## INSTRUCTIONS TO FOLLOW
Print the data that follows exactly, leaving nothing out.

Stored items
-=-=-=-=-
//! End-to-end tests of the Zenoh-backed store.
//!
//! A subscriber and a queryable on the test prefix stand in for a Zenoh
//! storage, so the store's put/get round trips run through a real session.
//!
//! Note: Zenoh requires multi-thread tokio runtime.
//! Each test uses a unique key prefix to avoid interference.

use std::collections::HashMap;
use std::sync::{Arc, Mutex};
use std::time::Duration;

use fleetbeat_sync::{
    CoordinationClient, CreateMode, DeviceRegistry, NodePaths, Property, PropertySync,
    StoreError, Version, ZenohStore,
};
use zenoh::Wait;
use zenoh::key_expr::KeyExpr;

/// Generate a unique test prefix to avoid test interference.
fn unique_prefix() -> String {
    use std::time::{SystemTime, UNIX_EPOCH};
    let nanos = SystemTime::now()
        .duration_since(UNIX_EPOCH)
        .unwrap()
        .as_nanos();
    format!("test_{}", nanos)
}

type Storage = Arc<Mutex<HashMap<String, Vec<u8>>>>;

/// Open a session and serve `<prefix>/**` from an in-process map.
async fn open_with_storage(
    prefix: &str,
) -> (
    Arc<zenoh::Session>,
    Storage,
    zenoh::pubsub::Subscriber<()>,
    zenoh::query::Queryable<()>,
) {
    let session = Arc::new(
        zenoh::open(zenoh::Config::default())
            .await
            .expect("Failed to open Zenoh session"),
    );
    let storage: Storage = Arc::new(Mutex::new(HashMap::new()));
    let selector = format!("{}/**", prefix);

    let sink = storage.clone();
    let subscriber = session
        .declare_subscriber(&selector)
        .callback(move |sample| {
            sink.lock().unwrap().insert(
                sample.key_expr().to_string(),
                sample.payload().to_bytes().to_vec(),
            );
        })
        .await
        .expect("Failed to create subscriber");

    let source = storage.clone();
    let queryable = session
        .declare_queryable(&selector)
        .callback(move |query| {
            let matches: Vec<(String, Vec<u8>)> = source
                .lock()
                .unwrap()
                .iter()
                .filter(|(key, _)| {
                    KeyExpr::try_from(key.as_str())
                        .map(|ke| ke.intersects(query.key_expr()))
                        .unwrap_or(false)
                })
                .map(|(k, v)| (k.clone(), v.clone()))
                .collect();
            for (key, value) in matches {
                let _ = query.reply(key, value).wait();
            }
        })
        .await
        .expect("Failed to create queryable");

    tokio::time::sleep(Duration::from_millis(100)).await;

    (session, storage, subscriber, queryable)
}

#[tokio::test(flavor = "multi_thread", worker_threads = 2)]
async fn test_register_and_upsert_through_zenoh() {
    let prefix = unique_prefix();
    let (session, storage, subscriber, queryable) = open_with_storage(&prefix).await;

    let (store, _events) = ZenohStore::new(session.clone(), prefix.as_str());
    let store = Arc::new(store.with_query_timeout(Duration::from_secs(2)));
    let paths = NodePaths::default();

    let registry = DeviceRegistry::new(store.clone(), paths.clone());
    assert!(!registry.register("edge-01").await);
    assert!(registry.register("edge-01").await);

    let sync = PropertySync::new(store.clone(), paths);
    assert!(
        !sync
            .upsert("edge-01", Property::Cpu, "0.250000", Version::Any)
            .await
    );
    assert!(
        sync.upsert("edge-01", Property::Cpu, "0.500000", Version::Any)
            .await
    );

    let (data, stat) = store.get("/heartbeats/edge-01/cpu").await.unwrap();
    assert_eq!(data, b"0.500000");
    assert_eq!(stat.version, 1);
    assert!(!stat.ephemeral);

    let (data, _) = store.get("/heartbeats/edge-01").await.unwrap();
    assert_eq!(data, b"nothing");

    assert_eq!(
        store.children("/heartbeats").await.unwrap(),
        vec!["edge-01"]
    );
    assert!(
        storage
            .lock()
            .unwrap()
            .contains_key(&format!("{}/heartbeats/edge-01/cpu", prefix))
    );

    drop(subscriber);
    drop(queryable);
    session.close().await.expect("Failed to close session");
}

#[tokio::test(flavor = "multi_thread", worker_threads = 2)]
async fn test_conditional_writes_through_zenoh() {
    let prefix = unique_prefix();
    let (session, _storage, subscriber, queryable) = open_with_storage(&prefix).await;

    let (store, _events) = ZenohStore::new(session.clone(), prefix.as_str());
    let store = store.with_query_timeout(Duration::from_secs(2));

    assert!(matches!(
        store.create("/heartbeats/edge-01", b"nothing", CreateMode::Persistent).await,
        Err(StoreError::NoNode { .. })
    ));

    store
        .create("/heartbeats", b"nothing", CreateMode::Persistent)
        .await
        .unwrap();
    assert!(matches!(
        store.create("/heartbeats", b"nothing", CreateMode::Persistent).await,
        Err(StoreError::NodeExists { .. })
    ));

    store
        .create("/heartbeats/edge-01", b"nothing", CreateMode::Ephemeral)
        .await
        .unwrap();
    let stat = store.exists("/heartbeats/edge-01").await.unwrap().unwrap();
    assert!(stat.ephemeral);
    assert_eq!(stat.version, 0);

    assert!(matches!(
        store.set("/heartbeats/edge-01", b"x", Version::Exact(3)).await,
        Err(StoreError::BadVersion {
            expected: 3,
            actual: 0,
            ..
        })
    ));
    let stat = store
        .set("/heartbeats/edge-01", b"x", Version::Exact(0))
        .await
        .unwrap();
    assert_eq!(stat.version, 1);

    assert!(store.exists("/heartbeats/missing").await.unwrap().is_none());

    drop(subscriber);
    drop(queryable);
    session.close().await.expect("Failed to close session");
}

#[tokio::test(flavor = "multi_thread", worker_threads = 2)]
async fn test_foreign_replies_are_ignored() {
    let prefix = unique_prefix();
    let (session, _storage, subscriber, queryable) = open_with_storage(&prefix).await;

    // A second responder on the same keys answering with raw values.
    let foreign = session
        .declare_queryable(format!("{}/**", prefix))
        .callback(|query| {
            let key = query.key_expr().clone();
            if !key.as_str().contains('*') {
                let _ = query.reply(key, "0.990000").wait();
            }
        })
        .await
        .expect("Failed to create queryable");
    tokio::time::sleep(Duration::from_millis(100)).await;

    let (store, _events) = ZenohStore::new(session.clone(), prefix.as_str());
    let store = Arc::new(store.with_query_timeout(Duration::from_secs(2)));
    let paths = NodePaths::default();

    let registry = DeviceRegistry::new(store.clone(), paths.clone());
    assert!(!registry.try_register("edge-01").await.unwrap());

    let sync = PropertySync::new(store.clone(), paths);
    assert!(
        !sync
            .upsert("edge-01", Property::Mem, "0.250000", Version::Any)
            .await
    );
    assert!(
        sync.upsert("edge-01", Property::Mem, "0.500000", Version::Any)
            .await
    );

    let (data, stat) = store.get("/heartbeats/edge-01/mem").await.unwrap();
    assert_eq!(data, b"0.500000");
    assert_eq!(stat.version, 1);

    drop(foreign);
    drop(subscriber);
    drop(queryable);
    session.close().await.expect("Failed to close session");
}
-=-=-=-=-
## ANSWER AREA
//! End-to-end tests of the Zenoh-backed store.
//!
//! A subscriber and a queryable on the test prefix stand in for a Zenoh
//! storage, so the store's put/get round trips run through a real session.
//!
//! Note: Zenoh requires multi-thread tokio runtime.
//! Each test uses a unique key prefix to avoid interference.

use std::collections::HashMap;
use std::sync::{Arc, Mutex};
use std::time::Duration;

use fleetbeat_sync::{
    CoordinationClient, CreateMode, DeviceRegistry, NodePaths, Property, PropertySync,
    StoreError, Version, ZenohStore,
};
use zenoh::Wait;
use zenoh::key_expr::KeyExpr;

/// Generate a unique test prefix to avoid test interference.
fn unique_prefix() -> String {
    use std::time::{SystemTime, UNIX_EPOCH};
    let nanos = SystemTime::now()
        .duration_since(UNIX_EPOCH)
        .unwrap()
        .as_nanos();
    format!("test_{}", nanos)
}

type Storage = Arc<Mutex<HashMap<String, Vec<u8>>>>;

/// Open a session and serve `<prefix>/**` from an in-process map.
async fn open_with_storage(
    prefix: &str,
) -> (
    Arc<zenoh::Session>,
    Storage,
    zenoh::pubsub::Subscriber<()>,
    zenoh::query::Queryable<()>,
) {
    let session = Arc::new(
        zenoh::open(zenoh::Config::default())
            .await
            .expect("Failed to open Zenoh session"),
    );
    let storage: Storage = Arc::new(Mutex::new(HashMap::new()));
    let selector = format!("{}/**", prefix);

    let sink = storage.clone();
    let subscriber = session
        .declare_subscriber(&selector)
        .callback(move |sample| {
            sink.lock().unwrap().insert(
                sample.key_expr().to_string(),
                sample.payload().to_bytes().to_vec(),
            );
        })
        .await
        .expect("Failed to create subscriber");

    let source = storage.clone();
    let queryable = session
        .declare_queryable(&selector)
        .callback(move |query| {
            let matches: Vec<(String, Vec<u8>)> = source
                .lock()
                .unwrap()
                .iter()
                .filter(|(key, _)| {
                    KeyExpr::try_from(key.as_str())
                        .map(|ke| ke.intersects(query.key_expr()))
                        .unwrap_or(false)
                })
                .map(|(k, v)| (k.clone(), v.clone()))
                .collect();
            for (key, value) in matches {
                let _ = query.reply(key, value).wait();
            }
        })
        .await
        .expect("Failed to create queryable");

    tokio::time::sleep(Duration::from_millis(100)).await;

    (session, storage, subscriber, queryable)
}

#[tokio::test(flavor = "multi_thread", worker_threads = 2)]
async fn test_register_and_upsert_through_zenoh() {
    let prefix = unique_prefix();
    let (session, storage, subscriber, queryable) = open_with_storage(&prefix).await;

    let (store, _events) = ZenohStore::new(session.clone(), prefix.as_str());
    let store = Arc::new(store.with_query_timeout(Duration::from_secs(2)));
    let paths = NodePaths::default();

    let registry = DeviceRegistry::new(store.clone(), paths.clone());
    assert!(!registry.register("edge-01").await);
    assert!(registry.register("edge-01").await);

    let sync = PropertySync::new(store.clone(), paths);
    assert!(
        !sync
            .upsert("edge-01", Property::Cpu, "0.250000", Version::Any)
            .await
    );
    assert!(
        sync.upsert("edge-01", Property::Cpu, "0.500000", Version::Any)
            .await
    );

    let (data, stat) = store.get("/heartbeats/edge-01/cpu").await.unwrap();
    assert_eq!(data, b"0.500000");
    assert_eq!(stat.version, 1);
    assert!(!stat.ephemeral);

    let (data, _) = store.get("/heartbeats/edge-01").await.unwrap();
    assert_eq!(data, b"nothing");

    assert_eq!(
        store.children("/heartbeats").await.unwrap(),
        vec!["edge-01"]
    );
    assert!(
        storage
            .lock()
            .unwrap()
            .contains_key(&format!("{}/heartbeats/edge-01/cpu", prefix))
    );

    drop(subscriber);
    drop(queryable);
    session.close().await.expect("Failed to close session");
}

#[tokio::test(flavor = "multi_thread", worker_threads = 2)]
async fn test_conditional_writes_through_zenoh() {
    let prefix = unique_prefix();
    let (session, _storage, subscriber, queryable) = open_with_storage(&prefix).await;

    let (store, _events) = ZenohStore::new(session.clone(), prefix.as_str());
    let store = store.with_query_timeout(Duration::from_secs(2));

    assert!(matches!(
        store.create("/heartbeats/edge-01", b"nothing", CreateMode::Persistent).await,
        Err(StoreError::NoNode { .. })
    ));

    store
        .create("/heartbeats", b"nothing", CreateMode::Persistent)
        .await
        .unwrap();
    assert!(matches!(
        store.create("/heartbeats", b"nothing", CreateMode::Persistent).await,
        Err(StoreError::NodeExists { .. })
    ));

    store
        .create("/heartbeats/edge-01", b"nothing", CreateMode::Ephemeral)
        .await
        .unwrap();
    let stat = store.exists("/heartbeats/edge-01").await.unwrap().unwrap();
    assert!(stat.ephemeral);
    assert_eq!(stat.version, 0);

    assert!(matches!(
        store.set("/heartbeats/edge-01", b"x", Version::Exact(3)).await,
        Err(StoreError::BadVersion {
            expected: 3,
            actual: 0,
            ..
        })
    ));
    let stat = store
        .set("/heartbeats/edge-01", b"x", Version::Exact(0))
        .await
        .unwrap();
    assert_eq!(stat.version, 1);

    assert!(store.exists("/heartbeats/missing").await.unwrap().is_none());

    drop(subscriber);
    drop(queryable);
    session.close().await.expect("Failed to close session");
}

#[tokio::test(flavor = "multi_thread", worker_threads = 2)]
async fn test_foreign_replies_are_ignored() {
    let prefix = unique_prefix();
    let (session, _storage, subscriber, queryable) = open_with_storage(&prefix).await;

    // A second responder on the same keys answering with raw values.
    let foreign = session
        .declare_queryable(format!("{}/**", prefix))
        .callback(|query| {
            let key = query.key_expr().clone();
            if !key.as_str().contains('*') {
                let _ = query.reply(key, "0.990000").wait();
            }
        })
        .await
        .expect("Failed to create queryable");
    tokio::time::sleep(Duration::from_millis(100)).await;

    let (store, _events) = ZenohStore::new(session.clone(), prefix.as_str());
    let store = Arc::new(store.with_query_timeout(Duration::from_secs(2)));
    let paths = NodePaths::default();

    let registry = DeviceRegistry::new(store.clone(), paths.clone());
    assert!(!registry.try_register("edge-01").await.unwrap());

    let sync = PropertySync::new(store.clone(), paths);
    assert!(
        !sync
            .upsert("edge-01", Property::Mem, "0.250000", Version::Any)
            .await
    );
    assert!(
        sync.upsert("edge-01", Property::Mem, "0.500000", Version::Any)
            .await
    );

    let (data, stat) = store.get("/heartbeats/edge-01/mem").await.unwrap();
    assert_eq!(data, b"0.500000");
    assert_eq!(stat.version, 1);

    drop(foreign);
    drop(subscriber);
    drop(queryable);
    session.close().await.expect("Failed to close session");
}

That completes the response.